Au nom de la Cour, le juge en chef Bauman a conclu que le Yukon a fait défaut de respecter l’esprit et la lettre de ses obligations issues de traités, comme l’exigent les dispositions de l’Accord-cadre définitif relatives à l’aménagement du territoire prévues dans les ententes finales conclues avec les Premières Nations. Plus précisément, le Yukon a fait défaut de révéler à la Commission et aux Premières Nations concernées les modifications importantes apportées au plan telles qu’elles figuraient dans le Plan approuvé par le gouvernement. Le Yukon a également fait défaut de fournir des justifications et des précisions suffisantes au soutien de ses commentaires généraux sur les modifications. La Cour a conclu que ces manquements de la part du Yukon ont miné la capacité de la Commission de jouer un rôle important et de faire avancer le processus.

Le juge en chef Bauman a également réitéré que les ententes finales prévoient un processus de consultation et de collaboration entre le gouvernement et les Premières Nations et a confirmé que le Yukon, en adoptant unilatéralement le Plan approuvé par le gouvernement, avait fait dérailler le dialogue véritable essentiel à une entente entre le gouvernement et les Premières Nations. Ce déraillement causé par l’adoption unilatérale du Plan approuvé par le gouvernement a encore une fois été considéré comme l’élément ayant miné le processus de consultation, ce qui a empêché la Commission de s’acquitter de ses obligations en vertu de l’Accord-cadre définitif en ce qu’elle n’a pas pu établir adéquatement un plan d’aménagement du territoire pour le Bassin Peel.

Cependant, la Cour a accueilli l’appel en partie, acceptant l’autre argument du Yukon. Ce faisant, la Cour d’appel a conclu que le processus devait reprendre à partir du moment où il a déraillé, plus tôt que ne l’indiquait la décision de première instance, soit à une étape antérieure à celle de la mise en œuvre du Plan recommandé définitif de la Commission.
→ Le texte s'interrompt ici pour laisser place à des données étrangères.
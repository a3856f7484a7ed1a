//! The renewal call: trade the refresh cookie for a new access token.

use async_trait::async_trait;
use reqwest::Client;
use thiserror::Error;
use tracing::{debug, warn};

use super::AccessToken;
use crate::api::ApiError;
use crate::models::RenewalResponse;

/// Why a renewal attempt produced no usable token.
///
/// Cloneable so one outcome can be handed to every request waiting on it.
#[derive(Error, Debug, Clone, PartialEq, Eq)]
pub enum RenewalError {
    #[error("token renewal failed: {0}")]
    Transport(String),

    #[error("token renewal timed out")]
    Timeout,

    #[error("token renewal rejected ({status}): {message}")]
    Rejected { status: u16, message: String },

    #[error("token renewal returned no access token")]
    MissingToken,

    /// The session was reset (login or logout) while the renewal ran.
    #[error("session changed during token renewal")]
    Superseded,
}

/// Performs one renewal call. Implementations do not retry.
#[async_trait]
pub trait Renewer: Send + Sync {
    async fn renew(&self) -> Result<AccessToken, RenewalError>;
}

/// Renews against the identity service's refresh endpoint.
///
/// The refresh token is an HTTP-only cookie, so `client` must be the
/// cookie-enabled client that performed the login.
#[derive(Clone, Debug)]
pub struct HttpRenewer {
    client: Client,
    url: String,
}

impl HttpRenewer {
    pub fn new(client: Client, url: impl Into<String>) -> Self {
        Self {
            client,
            url: url.into(),
        }
    }

    fn transport_error(err: reqwest::Error) -> RenewalError {
        if err.is_timeout() {
            RenewalError::Timeout
        } else {
            RenewalError::Transport(err.to_string())
        }
    }
}

#[async_trait]
impl Renewer for HttpRenewer {
    async fn renew(&self) -> Result<AccessToken, RenewalError> {
        debug!(url = %self.url, "Requesting token renewal");

        let response = self
            .client
            .post(&self.url)
            .json(&serde_json::json!({}))
            .send()
            .await
            .map_err(Self::transport_error)?;

        let status = response.status();
        if !status.is_success() {
            let body = response.text().await.unwrap_or_default();
            let message = ApiError::message_from_body(&body)
                .unwrap_or_else(|| status.canonical_reason().unwrap_or("renewal failed").to_string());
            warn!(status = status.as_u16(), "Token renewal rejected");
            return Err(RenewalError::Rejected {
                status: status.as_u16(),
                message,
            });
        }

        let body = response.text().await.map_err(Self::transport_error)?;
        let renewed: RenewalResponse =
            serde_json::from_str(&body).map_err(|_| RenewalError::MissingToken)?;

        match renewed.access_token {
            Some(token) if !token.is_empty() => Ok(AccessToken::new(token)),
            _ => Err(RenewalError::MissingToken),
        }
    }
}
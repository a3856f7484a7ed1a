//! Profile endpoints for the signed-in user.

use super::{endpoints, ApiClient, ApiError};
use crate::models::{ProfileUpdate, UserProfile};

impl ApiClient {
    pub async fn profile(&self) -> Result<UserProfile, ApiError> {
        self.get(endpoints::USERS_ME).await
    }

    pub async fn update_profile(&self, update: &ProfileUpdate) -> Result<UserProfile, ApiError> {
        self.put(endpoints::USERS_ME, update).await
    }
}
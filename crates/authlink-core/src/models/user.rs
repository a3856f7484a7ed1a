//! The signed-in user and the profile endpoint's payloads.

use serde::{Deserialize, Serialize};

/// Identity attached to an authenticated session.
#[derive(Debug, Clone, PartialEq, Serialize, Deserialize)]
pub struct User {
    pub id: String,
    #[serde(default)]
    pub email: String,
    #[serde(default)]
    pub name: String,
    #[serde(default)]
    pub roles: Vec<String>,
    #[serde(default)]
    pub permissions: Vec<String>,
    #[serde(default)]
    pub verified: bool,
}

impl User {
    pub fn has_role(&self, role: &str) -> bool {
        self.roles.iter().any(|r| r == role)
    }

    /// True if the user holds at least one of `roles` (or `roles` is empty).
    pub fn has_any_role<S: AsRef<str>>(&self, roles: &[S]) -> bool {
        roles.is_empty() || roles.iter().any(|r| self.has_role(r.as_ref()))
    }

    pub fn has_permission(&self, permission: &str) -> bool {
        self.permissions.iter().any(|p| p == permission)
    }

    /// True if the user holds every one of `permissions`.
    pub fn has_all_permissions<S: AsRef<str>>(&self, permissions: &[S]) -> bool {
        permissions.iter().all(|p| self.has_permission(p.as_ref()))
    }

    /// Display name, falling back to email and then to the id.
    pub fn display_name(&self) -> &str {
        if !self.name.is_empty() {
            &self.name
        } else if !self.email.is_empty() {
            &self.email
        } else {
            &self.id
        }
    }
}

/// Body of `GET /users/me`.
///
/// The service may return only the claims carried by the token (id,
/// roles, permissions), so every other field is optional.
#[derive(Debug, Clone, Default, PartialEq, Serialize, Deserialize)]
pub struct UserProfile {
    pub id: String,
    #[serde(default)]
    pub email: Option<String>,
    #[serde(default)]
    pub full_name: Option<String>,
    #[serde(default)]
    pub roles: Vec<String>,
    #[serde(default)]
    pub permissions: Vec<String>,
    #[serde(default)]
    pub email_verified_at: Option<String>,
    #[serde(default)]
    pub created_at: Option<String>,
    #[serde(default)]
    pub updated_at: Option<String>,
}

impl From<UserProfile> for User {
    fn from(profile: UserProfile) -> Self {
        Self {
            id: profile.id,
            email: profile.email.unwrap_or_default(),
            name: profile.full_name.unwrap_or_default(),
            roles: profile.roles,
            permissions: profile.permissions,
            verified: profile.email_verified_at.is_some(),
        }
    }
}

/// Body of `PUT /users/me`. Unset fields are left unchanged by the service.
#[derive(Debug, Clone, Default, PartialEq, Serialize, Deserialize)]
pub struct ProfileUpdate {
    #[serde(skip_serializing_if = "Option::is_none")]
    pub email: Option<String>,
    #[serde(skip_serializing_if = "Option::is_none")]
    pub full_name: Option<String>,
}

impl ProfileUpdate {
    pub fn is_empty(&self) -> bool {
        self.email.is_none() && self.full_name.is_none()
    }
}
//! Rendering of command results.

use authlink_core::{ApiError, ApiResponse};
use serde::Serialize;

pub struct Output {
    json: bool,
}

impl Output {
    pub fn new(json: bool) -> Self {
        Self { json }
    }

    /// Print a result either as the JSON envelope or as a human line.
    /// Returns `response.ok`.
    pub fn print<T, F>(&self, response: &ApiResponse<T>, human: F) -> bool
    where
        T: Serialize,
        F: FnOnce(&T) -> String,
    {
        if self.json {
            match serde_json::to_string_pretty(response) {
                Ok(json) => println!("{}", json),
                Err(e) => eprintln!("Error: failed to encode result: {}", e),
            }
            return response.ok;
        }

        match (&response.data, response.ok) {
            (Some(data), true) => {
                let text = human(data);
                if !text.is_empty() {
                    println!("{}", text);
                }
            }
            (None, true) => {}
            (_, false) => {
                eprintln!(
                    "Error: {}",
                    response.message.as_deref().unwrap_or("request failed")
                );
            }
        }
        response.ok
    }

    /// Print the outcome of a call made on behalf of the signed-in user.
    ///
    /// Adds a sign-in hint in human mode when the failure means the
    /// session is gone.
    pub fn report<T, F>(&self, result: Result<T, ApiError>, human: F) -> bool
    where
        T: Serialize,
        F: FnOnce(&T) -> String,
    {
        let expired = matches!(&result, Err(e) if e.is_session_expired());
        let ok = self.print(&ApiResponse::from(result), human);
        if expired && !self.json {
            eprintln!("Run `authlink login` to sign in again.");
        }
        ok
    }
}
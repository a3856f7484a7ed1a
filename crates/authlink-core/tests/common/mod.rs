//! Mock identity service shared by the integration tests.

#![allow(dead_code)]

use std::sync::Arc;
use std::time::Duration;

use authlink_core::auth::MemoryCredentialStore;
use authlink_core::{ApiClient, Config, SessionManager};
use serde_json::{json, Value};
use wiremock::matchers::{method, path};
use wiremock::{Mock, MockServer, Request, Respond, ResponseTemplate};

pub fn profile_json(id: &str) -> Value {
    json!({
        "id": id,
        "email": format!("{}@example.com", id),
        "full_name": "Ada Lovelace",
        "roles": ["admin"],
        "permissions": ["users:read"],
        "email_verified_at": "2024-05-01T12:00:00"
    })
}

/// Answers 200 with a profile when the request carries `Bearer <valid>`, 401 otherwise.
pub struct TokenGate {
    valid: String,
}

impl TokenGate {
    pub fn accepting(valid: &str) -> Self {
        Self {
            valid: valid.to_string(),
        }
    }
}

impl Respond for TokenGate {
    fn respond(&self, request: &Request) -> ResponseTemplate {
        let expected = format!("Bearer {}", self.valid);
        let authorization = request
            .headers
            .get("authorization")
            .and_then(|v| v.to_str().ok());

        if authorization == Some(expected.as_str()) {
            ResponseTemplate::new(200).set_body_json(profile_json("u1"))
        } else {
            ResponseTemplate::new(401).set_body_json(json!({"detail": "Invalid or expired token"}))
        }
    }
}

pub fn config_for(server: &MockServer) -> Config {
    Config::for_url(server.uri())
}

pub fn client_for(server: &MockServer) -> ApiClient {
    ApiClient::new(config_for(server)).expect("client builds")
}

pub fn client_with_timeout(server: &MockServer, timeout: Duration) -> ApiClient {
    let mut config = config_for(server);
    config.timeout_ms = timeout.as_millis() as u64;
    ApiClient::new(config).expect("client builds")
}

pub fn session_for(
    server: &MockServer,
    store: Arc<MemoryCredentialStore>,
) -> SessionManager {
    SessionManager::new(client_for(server), store)
}

/// `/users/me` guarded by [`TokenGate`], expecting exactly `calls` hits.
pub async fn mount_profile(server: &MockServer, valid: &str, calls: u64) {
    Mock::given(method("GET"))
        .and(path("/users/me"))
        .respond_with(TokenGate::accepting(valid))
        .expect(calls)
        .mount(server)
        .await;
}

/// `/auth/refresh` answering with `token` after `delay`, expecting exactly `calls` hits.
pub async fn mount_refresh(server: &MockServer, token: &str, delay: Duration, calls: u64) {
    Mock::given(method("POST"))
        .and(path("/auth/refresh"))
        .respond_with(
            ResponseTemplate::new(200)
                .set_body_json(json!({"access_token": token}))
                .set_delay(delay),
        )
        .expect(calls)
        .mount(server)
        .await;
}

pub async fn mount_refresh_rejected(server: &MockServer, calls: u64) {
    Mock::given(method("POST"))
        .and(path("/auth/refresh"))
        .respond_with(
            ResponseTemplate::new(401).set_body_json(json!({"detail": "No refresh token"})),
        )
        .expect(calls)
        .mount(server)
        .await;
}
À la grande déception des Premières Nations et des groupes environnementaux, cela signifie que le Plan recommandé définitif de la Commission n’est pas applicable et qu’il ne sera pas nécessairement mis en œuvre.

Résumé

Bien que cette décision puisse être jugée avantageuse pour les deux parties, elle représente un pas en arrière pour le processus de négociation et de consultation relatif à l’aménagement du territoire où est situé le Bassin Peel. Cette décision précise que le pouvoir du Yukon de modifier un plan d’aménagement du territoire est limité par son obligation constitutionnelle de consulter les Premières Nations pendant toute la durée du processus d’établissement d’un plan d’aménagement du territoire.

Les consultations relatives au Bassin Peel Peel reprendront donc au point où, selon la Cour, le Yukon a cessé d’engager un dialogue et une consultation véritables avec les Premières Nations, soit avant l’adoption du Plan recommandé définitif, lequel avait la faveur des Demandeurs. Le Yukon a maintenant la possibilité de consulter et de faire part de ses commentaires relativement au Plan recommandé de la Commission. Reste à savoir si les parties décideront de reprendre cette consultation ou de porter cette décision en appel devant la Cour suprême du Canada.